Have questions about your leave entitlements? Talk to your union or give the Australian Unions Support Centre a call on 1300 486 466.  

2. Build immunity to guilt-tripping

Don’t let your boss guilt you into working. If they’re short-staffed, that’s on them. Mental health is just as important as physical health, so you have a right to take time off if you’re unwell. 

What makes the conversation with your manager even easier is you don’t need to provide details as to why you’re taking the leave. The same rules apply for physical illness: just saying ‘I’m not well and won’t be at work’ is usually sufficient.  

You are not obliged to tell your employer your personal medical situation (and a decent employer won’t ask you).  

3. Stay offline

Don’t work. No seriously, don’t.  

Switch off work notifications on your phone. Resist the urge to check emails. Not only is it your right to disconnect while on personal leave, but it’ll also help you relax and recharge.  

Even if you’re working from home, it is still worth taking the day off. Whether you’re at home or not doesn’t change the fact you’re unwell.  

Plugging into work from home instead of taking a mental health day is just another form of presenteeism that may lead to worse mental wellbeing.  

You can do what you like on the day – the aim to reset and recharge and recover.  
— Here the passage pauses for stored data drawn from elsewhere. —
use std::collections::HashMap;
use std::time::{Duration, Instant};

use parking_lot::Mutex;

use super::codec::{self, Compressor};
use super::CacheStats;
use crate::error::CacheError;

struct Entry {
  payload: Vec<u8>,
  compressed: bool,
  original_size: usize,
  expiry: Option<Instant>,
  last_access: Instant,
}

impl Entry {
  fn is_expired(&self, now: Instant) -> bool {
    self.expiry.is_some_and(|at| now > at)
  }
}

#[derive(Default)]
struct Counters {
  hits: u64,
  misses: u64,
  evictions: u64,
  size_bytes: u64,
}

struct Inner {
  entries: HashMap<String, Entry>,
  counters: Counters,
}

/// Volatile in-process entry store.
///
/// A single mutex covers the map and the counters; readers and writers are
/// mutually exclusive, which keeps the batch eviction simple and correct.
pub struct MemoryStore {
  inner: Mutex<Inner>,
  max_entries: usize,
  compressor: Option<Compressor>,
}

impl MemoryStore {
  pub fn new(max_entries: usize, compressor: Option<Compressor>) -> Self {
    Self {
      inner: Mutex::new(Inner {
        entries: HashMap::new(),
        counters: Counters::default(),
      }),
      max_entries,
      compressor,
    }
  }

  /// Store serialized bytes under `key`. Evicts before inserting when the
  /// store is at capacity and the key is new.
  pub fn set(&self, key: &str, serialized: Vec<u8>, ttl: Option<Duration>) -> Result<(), CacheError> {
    let now = Instant::now();
    let original_size = serialized.len();
    let (payload, compressed) = match &self.compressor {
      Some(c) => c.compress(&serialized),
      None => (serialized, false),
    };

    let mut inner = self.inner.lock();
    if inner.entries.len() >= self.max_entries && !inner.entries.contains_key(key) {
      evict(&mut inner);
    }
    if let Some(old) = inner.entries.insert(
      key.to_string(),
      Entry {
        payload,
        compressed,
        original_size,
        expiry: ttl.map(|t| now + t),
        last_access: now,
      },
    ) {
      inner.counters.size_bytes = inner.counters.size_bytes.saturating_sub(old.original_size as u64);
    }
    inner.counters.size_bytes += original_size as u64;
    Ok(())
  }

  /// Fetch and inflate the bytes for `key`. Expired entries are removed as
  /// a side effect and count as misses.
  pub fn get(&self, key: &str) -> Result<Option<Vec<u8>>, CacheError> {
    let now = Instant::now();
    let mut inner = self.inner.lock();

    match inner.entries.get(key) {
      None => {
        inner.counters.misses += 1;
        return Ok(None);
      }
      Some(entry) if entry.is_expired(now) => {
        if let Some(old) = inner.entries.remove(key) {
          inner.counters.size_bytes =
            inner.counters.size_bytes.saturating_sub(old.original_size as u64);
        }
        inner.counters.misses += 1;
        return Ok(None);
      }
      Some(_) => {}
    }

    let (payload, compressed) = match inner.entries.get_mut(key) {
      Some(entry) => {
        entry.last_access = now;
        (entry.payload.clone(), entry.compressed)
      }
      None => {
        inner.counters.misses += 1;
        return Ok(None);
      }
    };
    inner.counters.hits += 1;
    drop(inner);

    codec::decompress(&payload, compressed).map(Some)
  }

  /// Removes `key`; returns whether it was present.
  pub fn delete(&self, key: &str) -> Result<bool, CacheError> {
    let mut inner = self.inner.lock();
    match inner.entries.remove(key) {
      Some(old) => {
        inner.counters.size_bytes =
          inner.counters.size_bytes.saturating_sub(old.original_size as u64);
        Ok(true)
      }
      None => Ok(false),
    }
  }

  pub fn clear(&self) -> Result<(), CacheError> {
    let mut inner = self.inner.lock();
    inner.entries.clear();
    inner.counters.size_bytes = 0;
    Ok(())
  }

  /// Expiry semantics match `get`, but hit/miss counters are untouched.
  pub fn has(&self, key: &str) -> Result<bool, CacheError> {
    let now = Instant::now();
    let mut inner = self.inner.lock();
    match inner.entries.get(key) {
      None => Ok(false),
      Some(entry) if entry.is_expired(now) => {
        if let Some(old) = inner.entries.remove(key) {
          inner.counters.size_bytes =
            inner.counters.size_bytes.saturating_sub(old.original_size as u64);
        }
        Ok(false)
      }
      Some(_) => Ok(true),
    }
  }

  pub fn stats(&self) -> CacheStats {
    let inner = self.inner.lock();
    CacheStats {
      backend: "memory",
      items: inner.entries.len(),
      hits: inner.counters.hits,
      misses: inner.counters.misses,
      evictions: inner.counters.evictions,
      size_bytes: inner.counters.size_bytes,
      compression: self.compressor.is_some(),
    }
  }
}

/// Batch approximate-LRU eviction: sort by last access and drop the oldest
/// 10% (at least one). Amortizes the sort across many insertions instead of
/// maintaining a live ordering.
fn evict(inner: &mut Inner) {
  let mut by_age: Vec<(String, Instant)> = inner
    .entries
    .iter()
    .map(|(key, entry)| (key.clone(), entry.last_access))
    .collect();
  by_age.sort_by_key(|(_, at)| *at);

  let count = (by_age.len() / 10).max(1);
  for (key, _) in by_age.into_iter().take(count) {
    if let Some(old) = inner.entries.remove(&key) {
      inner.counters.size_bytes =
        inner.counters.size_bytes.saturating_sub(old.original_size as u64);
      inner.counters.evictions += 1;
    }
  }
  tracing::debug!(evicted = count, remaining = inner.entries.len(), "memory cache eviction");
}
And just because you’re taking personal leave doesn’t mean you have to stay at home. Go outside for fresh air, book appointments with health professionals as needed, or visit a favourite place that will help you relax and forget about work for the day. 

4. Put in prevention measures

If you find your mental health is deteriorating due to work, there is something you can do about it.  

One third of workers are regularly or always exposed to stress at work but not always for the reasons we might expect.  

All employers have a duty of care to provide and maintain a safe working environment – and those responsibilities are just as important whether it is to protect physical or mental health. That means identifying work-related hazards that could lead to poor mental health for workers.  

As a first step, it’s worth chatting to your Health and Safety Representative (HSR) at work about your concerns. Not to be confused with a safety officer (appointed by your employer), your HSR is elected by you and your colleagues. Their role is to represent workers’ in health and safety matters.

Psychological hazards can be a little tricker to identify compared to physical hazards (it’s a lot easier to point out an untied shoelace than more abstract risks to mental health). For that reason, the Mind Your Head campaign has resources for workers looking to ensure a healthy workplace.  

Are you stressed because you’re not sure what your responsibilities are at work? Or do you feel constantly in a churn because of frequent structural changes?  

Whether it be low role clarity, poor organisational change management or vicarious trauma, Mind Your Head has articulated everyday workplace experiences that may negatively affect our mental health that may not always be easy for us to identify and put into words.  

The Mind Your Head resources are also helpful for Health and Safety Representatives who are there to keep your workplace safe and represent your work group or team when it comes to health and safety issues.   

If you don’t have a health and safety rep, chat to your union for support. Not yet a member? The best time to join is now.  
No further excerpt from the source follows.